=== EXERCISE DETAILS ===
Below are entries. Copy exactly the lines running from the line that holds "not supported, reading" to the line that holds "let points: Vec<ResultPoint>", with both ends included.

=== MATERIALS PROVIDED ===
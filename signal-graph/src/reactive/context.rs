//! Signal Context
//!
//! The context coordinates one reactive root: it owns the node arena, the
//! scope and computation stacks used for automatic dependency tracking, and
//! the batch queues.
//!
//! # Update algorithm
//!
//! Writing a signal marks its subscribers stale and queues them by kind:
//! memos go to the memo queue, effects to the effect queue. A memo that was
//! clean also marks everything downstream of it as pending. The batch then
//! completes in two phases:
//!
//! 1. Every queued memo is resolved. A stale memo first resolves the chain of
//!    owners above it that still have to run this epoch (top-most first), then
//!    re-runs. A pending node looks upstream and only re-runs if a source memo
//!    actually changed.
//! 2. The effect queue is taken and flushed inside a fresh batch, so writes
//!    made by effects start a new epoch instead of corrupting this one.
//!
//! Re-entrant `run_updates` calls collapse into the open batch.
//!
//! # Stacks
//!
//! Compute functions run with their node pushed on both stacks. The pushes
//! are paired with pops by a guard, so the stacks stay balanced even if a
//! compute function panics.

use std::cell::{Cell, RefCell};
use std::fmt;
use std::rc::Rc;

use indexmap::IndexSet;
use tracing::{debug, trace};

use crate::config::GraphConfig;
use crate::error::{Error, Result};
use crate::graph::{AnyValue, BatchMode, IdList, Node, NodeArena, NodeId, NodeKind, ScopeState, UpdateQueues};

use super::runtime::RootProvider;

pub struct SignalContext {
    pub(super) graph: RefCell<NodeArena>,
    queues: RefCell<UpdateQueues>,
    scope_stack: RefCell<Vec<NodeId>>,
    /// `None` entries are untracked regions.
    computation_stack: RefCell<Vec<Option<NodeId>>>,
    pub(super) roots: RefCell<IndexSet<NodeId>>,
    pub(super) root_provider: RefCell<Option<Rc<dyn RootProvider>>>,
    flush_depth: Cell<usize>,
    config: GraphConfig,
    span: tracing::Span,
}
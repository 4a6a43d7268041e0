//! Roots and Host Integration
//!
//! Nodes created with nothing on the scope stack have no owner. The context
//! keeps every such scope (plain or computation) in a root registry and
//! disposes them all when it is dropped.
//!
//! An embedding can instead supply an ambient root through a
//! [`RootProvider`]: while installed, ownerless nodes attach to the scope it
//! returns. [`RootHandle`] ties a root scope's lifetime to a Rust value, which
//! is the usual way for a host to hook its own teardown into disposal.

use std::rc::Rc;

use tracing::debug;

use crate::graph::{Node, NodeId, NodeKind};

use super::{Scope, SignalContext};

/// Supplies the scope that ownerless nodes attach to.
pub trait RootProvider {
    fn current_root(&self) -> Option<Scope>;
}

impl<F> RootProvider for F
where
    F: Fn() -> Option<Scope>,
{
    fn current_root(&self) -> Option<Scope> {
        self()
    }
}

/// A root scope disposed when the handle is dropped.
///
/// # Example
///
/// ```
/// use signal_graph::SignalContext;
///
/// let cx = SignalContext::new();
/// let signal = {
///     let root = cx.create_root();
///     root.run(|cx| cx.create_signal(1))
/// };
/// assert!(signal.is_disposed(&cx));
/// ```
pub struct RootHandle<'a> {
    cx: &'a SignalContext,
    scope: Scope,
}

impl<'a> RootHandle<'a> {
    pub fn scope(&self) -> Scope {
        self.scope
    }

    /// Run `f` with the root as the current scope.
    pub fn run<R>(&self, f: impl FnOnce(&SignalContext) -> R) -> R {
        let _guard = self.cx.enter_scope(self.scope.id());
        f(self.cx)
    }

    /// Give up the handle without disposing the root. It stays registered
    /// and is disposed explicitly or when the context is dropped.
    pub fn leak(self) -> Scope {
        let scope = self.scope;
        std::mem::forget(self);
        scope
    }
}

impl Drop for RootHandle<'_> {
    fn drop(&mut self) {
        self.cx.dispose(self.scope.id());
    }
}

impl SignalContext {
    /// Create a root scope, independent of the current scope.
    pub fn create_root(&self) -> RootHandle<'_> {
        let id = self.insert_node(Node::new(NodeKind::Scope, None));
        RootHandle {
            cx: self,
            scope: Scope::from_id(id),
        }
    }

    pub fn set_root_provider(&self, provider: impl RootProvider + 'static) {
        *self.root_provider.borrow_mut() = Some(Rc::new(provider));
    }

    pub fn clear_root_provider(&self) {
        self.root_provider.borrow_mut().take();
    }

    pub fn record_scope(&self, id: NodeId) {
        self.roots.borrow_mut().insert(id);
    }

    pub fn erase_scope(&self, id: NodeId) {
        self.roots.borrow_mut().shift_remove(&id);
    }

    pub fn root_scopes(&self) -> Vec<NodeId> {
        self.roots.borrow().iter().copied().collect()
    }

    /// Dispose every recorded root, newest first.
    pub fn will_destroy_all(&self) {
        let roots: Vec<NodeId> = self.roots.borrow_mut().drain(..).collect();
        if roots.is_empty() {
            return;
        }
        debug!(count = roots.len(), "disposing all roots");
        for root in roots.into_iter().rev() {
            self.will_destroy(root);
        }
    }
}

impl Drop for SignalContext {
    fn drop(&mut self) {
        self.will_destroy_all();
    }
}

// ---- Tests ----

--

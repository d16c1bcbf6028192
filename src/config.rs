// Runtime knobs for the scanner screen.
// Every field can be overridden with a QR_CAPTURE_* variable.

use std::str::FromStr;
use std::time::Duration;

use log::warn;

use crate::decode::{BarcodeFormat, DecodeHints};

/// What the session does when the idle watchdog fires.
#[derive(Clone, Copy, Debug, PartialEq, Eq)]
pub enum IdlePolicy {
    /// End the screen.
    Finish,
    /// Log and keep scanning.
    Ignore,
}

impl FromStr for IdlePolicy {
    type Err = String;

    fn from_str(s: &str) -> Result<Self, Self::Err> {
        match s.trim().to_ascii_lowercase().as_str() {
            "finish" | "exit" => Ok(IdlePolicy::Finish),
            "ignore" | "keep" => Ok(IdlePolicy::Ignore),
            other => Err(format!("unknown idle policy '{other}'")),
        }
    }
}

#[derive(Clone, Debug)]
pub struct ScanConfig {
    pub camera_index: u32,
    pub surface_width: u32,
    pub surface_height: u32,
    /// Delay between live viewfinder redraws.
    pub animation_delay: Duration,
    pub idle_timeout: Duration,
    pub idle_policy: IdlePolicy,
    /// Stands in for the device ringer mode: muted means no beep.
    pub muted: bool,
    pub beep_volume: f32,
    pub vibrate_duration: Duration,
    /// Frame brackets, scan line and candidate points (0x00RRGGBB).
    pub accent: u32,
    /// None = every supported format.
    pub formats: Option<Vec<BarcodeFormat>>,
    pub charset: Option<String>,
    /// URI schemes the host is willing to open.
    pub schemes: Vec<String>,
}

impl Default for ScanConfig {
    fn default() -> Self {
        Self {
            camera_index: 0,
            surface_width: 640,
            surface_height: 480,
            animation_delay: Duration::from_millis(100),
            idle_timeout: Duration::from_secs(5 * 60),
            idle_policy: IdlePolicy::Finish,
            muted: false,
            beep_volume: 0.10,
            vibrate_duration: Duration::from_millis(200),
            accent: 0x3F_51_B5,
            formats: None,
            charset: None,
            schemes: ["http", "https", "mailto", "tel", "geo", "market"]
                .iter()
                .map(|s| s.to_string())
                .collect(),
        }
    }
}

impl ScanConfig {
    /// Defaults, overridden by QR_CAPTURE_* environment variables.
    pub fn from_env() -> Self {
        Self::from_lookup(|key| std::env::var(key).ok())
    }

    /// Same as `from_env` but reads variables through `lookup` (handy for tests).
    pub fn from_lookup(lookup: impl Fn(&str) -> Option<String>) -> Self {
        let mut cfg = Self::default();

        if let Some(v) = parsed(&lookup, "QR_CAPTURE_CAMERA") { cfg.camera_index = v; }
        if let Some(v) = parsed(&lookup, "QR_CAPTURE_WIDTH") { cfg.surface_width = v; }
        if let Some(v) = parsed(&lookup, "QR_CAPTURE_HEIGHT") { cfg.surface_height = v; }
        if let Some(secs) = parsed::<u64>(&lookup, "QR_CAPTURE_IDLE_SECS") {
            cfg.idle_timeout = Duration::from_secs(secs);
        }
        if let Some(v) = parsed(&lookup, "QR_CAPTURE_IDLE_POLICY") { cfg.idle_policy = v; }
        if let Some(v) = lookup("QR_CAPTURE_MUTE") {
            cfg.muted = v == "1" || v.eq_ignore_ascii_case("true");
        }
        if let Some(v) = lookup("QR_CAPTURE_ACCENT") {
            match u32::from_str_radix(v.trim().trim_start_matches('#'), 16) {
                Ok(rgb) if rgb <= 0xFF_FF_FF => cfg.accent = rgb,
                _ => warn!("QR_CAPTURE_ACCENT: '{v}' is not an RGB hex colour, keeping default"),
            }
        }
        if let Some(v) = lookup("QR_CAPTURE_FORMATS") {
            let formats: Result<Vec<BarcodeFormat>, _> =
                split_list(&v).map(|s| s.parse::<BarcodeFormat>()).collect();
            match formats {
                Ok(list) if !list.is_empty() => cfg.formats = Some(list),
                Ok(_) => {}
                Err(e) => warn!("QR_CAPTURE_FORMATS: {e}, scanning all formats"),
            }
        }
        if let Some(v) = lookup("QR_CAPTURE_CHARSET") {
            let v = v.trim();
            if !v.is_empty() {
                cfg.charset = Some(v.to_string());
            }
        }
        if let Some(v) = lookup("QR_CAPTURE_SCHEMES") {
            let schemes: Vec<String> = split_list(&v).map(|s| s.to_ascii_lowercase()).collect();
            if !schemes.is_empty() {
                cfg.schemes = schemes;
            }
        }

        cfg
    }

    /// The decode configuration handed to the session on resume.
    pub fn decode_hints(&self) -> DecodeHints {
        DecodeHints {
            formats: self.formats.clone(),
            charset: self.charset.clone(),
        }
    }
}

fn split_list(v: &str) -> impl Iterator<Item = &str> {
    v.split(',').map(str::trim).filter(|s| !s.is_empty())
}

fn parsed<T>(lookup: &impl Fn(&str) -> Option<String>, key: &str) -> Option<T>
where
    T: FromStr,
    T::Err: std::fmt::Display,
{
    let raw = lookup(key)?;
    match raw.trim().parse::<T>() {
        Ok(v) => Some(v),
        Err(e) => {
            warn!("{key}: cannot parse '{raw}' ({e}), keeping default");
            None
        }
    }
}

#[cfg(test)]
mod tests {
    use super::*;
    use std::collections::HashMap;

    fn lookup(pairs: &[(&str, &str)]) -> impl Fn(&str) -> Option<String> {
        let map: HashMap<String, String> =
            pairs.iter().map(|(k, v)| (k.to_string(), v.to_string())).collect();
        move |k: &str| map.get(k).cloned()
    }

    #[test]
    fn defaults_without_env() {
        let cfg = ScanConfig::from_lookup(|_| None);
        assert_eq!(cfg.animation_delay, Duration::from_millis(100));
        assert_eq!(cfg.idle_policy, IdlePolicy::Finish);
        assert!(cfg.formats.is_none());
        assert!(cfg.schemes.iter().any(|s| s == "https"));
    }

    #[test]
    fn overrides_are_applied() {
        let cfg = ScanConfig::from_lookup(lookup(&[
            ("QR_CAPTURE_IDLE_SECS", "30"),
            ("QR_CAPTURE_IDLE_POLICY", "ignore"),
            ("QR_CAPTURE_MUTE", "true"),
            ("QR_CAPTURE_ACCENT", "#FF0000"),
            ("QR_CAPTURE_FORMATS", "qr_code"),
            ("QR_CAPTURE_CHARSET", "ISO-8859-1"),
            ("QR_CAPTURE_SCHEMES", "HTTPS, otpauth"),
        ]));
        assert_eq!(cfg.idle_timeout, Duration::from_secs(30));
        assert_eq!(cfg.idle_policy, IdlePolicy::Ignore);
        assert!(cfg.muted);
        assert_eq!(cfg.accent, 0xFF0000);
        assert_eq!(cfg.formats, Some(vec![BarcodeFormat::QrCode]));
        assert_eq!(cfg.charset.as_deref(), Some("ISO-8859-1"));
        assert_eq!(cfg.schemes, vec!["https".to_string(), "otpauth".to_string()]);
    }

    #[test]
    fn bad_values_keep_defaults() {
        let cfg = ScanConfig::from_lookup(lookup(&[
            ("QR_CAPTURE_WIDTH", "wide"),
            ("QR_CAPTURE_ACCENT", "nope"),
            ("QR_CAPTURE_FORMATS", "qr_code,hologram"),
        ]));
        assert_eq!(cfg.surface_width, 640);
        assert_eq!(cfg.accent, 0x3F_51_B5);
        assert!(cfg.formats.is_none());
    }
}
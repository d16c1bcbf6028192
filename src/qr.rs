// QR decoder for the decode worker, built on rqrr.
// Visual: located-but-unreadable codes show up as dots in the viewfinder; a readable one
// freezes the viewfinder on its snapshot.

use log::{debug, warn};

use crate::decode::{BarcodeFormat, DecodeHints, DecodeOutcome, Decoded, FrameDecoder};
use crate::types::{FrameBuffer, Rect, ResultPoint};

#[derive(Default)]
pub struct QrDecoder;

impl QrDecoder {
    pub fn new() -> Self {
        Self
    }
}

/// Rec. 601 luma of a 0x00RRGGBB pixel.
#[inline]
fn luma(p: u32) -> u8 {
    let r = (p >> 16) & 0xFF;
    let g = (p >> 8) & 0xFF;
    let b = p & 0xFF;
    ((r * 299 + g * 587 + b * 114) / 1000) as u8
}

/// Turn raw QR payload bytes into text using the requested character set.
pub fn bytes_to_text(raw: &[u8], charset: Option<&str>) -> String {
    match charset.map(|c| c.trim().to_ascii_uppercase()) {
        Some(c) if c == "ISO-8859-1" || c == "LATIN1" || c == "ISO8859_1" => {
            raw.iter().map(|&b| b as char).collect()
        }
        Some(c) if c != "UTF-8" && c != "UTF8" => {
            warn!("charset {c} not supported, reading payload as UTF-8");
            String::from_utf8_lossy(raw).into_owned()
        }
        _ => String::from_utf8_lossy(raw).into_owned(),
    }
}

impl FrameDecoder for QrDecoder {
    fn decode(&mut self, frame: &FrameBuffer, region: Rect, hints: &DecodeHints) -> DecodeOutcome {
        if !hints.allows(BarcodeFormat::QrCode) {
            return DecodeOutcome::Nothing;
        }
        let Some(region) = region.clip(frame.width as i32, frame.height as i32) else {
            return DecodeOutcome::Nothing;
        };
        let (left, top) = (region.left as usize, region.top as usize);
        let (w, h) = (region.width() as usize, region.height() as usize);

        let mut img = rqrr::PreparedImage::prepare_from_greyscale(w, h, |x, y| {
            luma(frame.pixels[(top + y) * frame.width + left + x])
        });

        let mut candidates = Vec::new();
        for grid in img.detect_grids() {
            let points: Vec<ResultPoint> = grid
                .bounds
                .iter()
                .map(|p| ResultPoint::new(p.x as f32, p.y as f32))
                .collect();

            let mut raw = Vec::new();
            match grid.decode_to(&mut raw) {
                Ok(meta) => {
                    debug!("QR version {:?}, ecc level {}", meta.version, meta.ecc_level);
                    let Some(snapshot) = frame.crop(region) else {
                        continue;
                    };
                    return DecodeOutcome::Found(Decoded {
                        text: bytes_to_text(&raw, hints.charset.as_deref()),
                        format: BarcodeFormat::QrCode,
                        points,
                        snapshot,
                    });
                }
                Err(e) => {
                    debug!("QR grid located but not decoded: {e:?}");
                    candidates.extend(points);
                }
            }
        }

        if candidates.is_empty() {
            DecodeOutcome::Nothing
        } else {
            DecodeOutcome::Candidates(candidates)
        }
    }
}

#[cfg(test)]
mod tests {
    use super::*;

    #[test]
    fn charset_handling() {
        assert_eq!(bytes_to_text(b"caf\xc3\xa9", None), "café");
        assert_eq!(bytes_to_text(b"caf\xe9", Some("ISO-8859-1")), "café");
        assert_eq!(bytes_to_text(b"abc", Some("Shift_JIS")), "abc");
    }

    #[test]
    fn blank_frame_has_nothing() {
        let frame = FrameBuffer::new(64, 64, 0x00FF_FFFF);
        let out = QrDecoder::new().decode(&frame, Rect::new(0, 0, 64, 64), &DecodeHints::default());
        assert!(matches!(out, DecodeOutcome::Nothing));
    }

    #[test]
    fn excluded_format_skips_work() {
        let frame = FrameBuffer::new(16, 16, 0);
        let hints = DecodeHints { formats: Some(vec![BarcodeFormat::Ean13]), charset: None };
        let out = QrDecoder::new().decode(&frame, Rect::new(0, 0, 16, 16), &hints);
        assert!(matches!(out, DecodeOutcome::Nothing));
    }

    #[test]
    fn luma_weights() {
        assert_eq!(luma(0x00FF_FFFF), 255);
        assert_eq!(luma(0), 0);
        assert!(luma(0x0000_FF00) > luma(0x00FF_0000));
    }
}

=== OUTPUT FOR THIS EXERCISE ===
            warn!("charset {c} not supported, reading payload as UTF-8");
            String::from_utf8_lossy(raw).into_owned()
        }
        _ => String::from_utf8_lossy(raw).into_owned(),
    }
}

impl FrameDecoder for QrDecoder {
    fn decode(&mut self, frame: &FrameBuffer, region: Rect, hints: &DecodeHints) -> DecodeOutcome {
        if !hints.allows(BarcodeFormat::QrCode) {
            return DecodeOutcome::Nothing;
        }
        let Some(region) = region.clip(frame.width as i32, frame.height as i32) else {
            return DecodeOutcome::Nothing;
        };
        let (left, top) = (region.left as usize, region.top as usize);
        let (w, h) = (region.width() as usize, region.height() as usize);

        let mut img = rqrr::PreparedImage::prepare_from_greyscale(w, h, |x, y| {
            luma(frame.pixels[(top + y) * frame.width + left + x])
        });

        let mut candidates = Vec::new();
        for grid in img.detect_grids() {
            let points: Vec<ResultPoint> = grid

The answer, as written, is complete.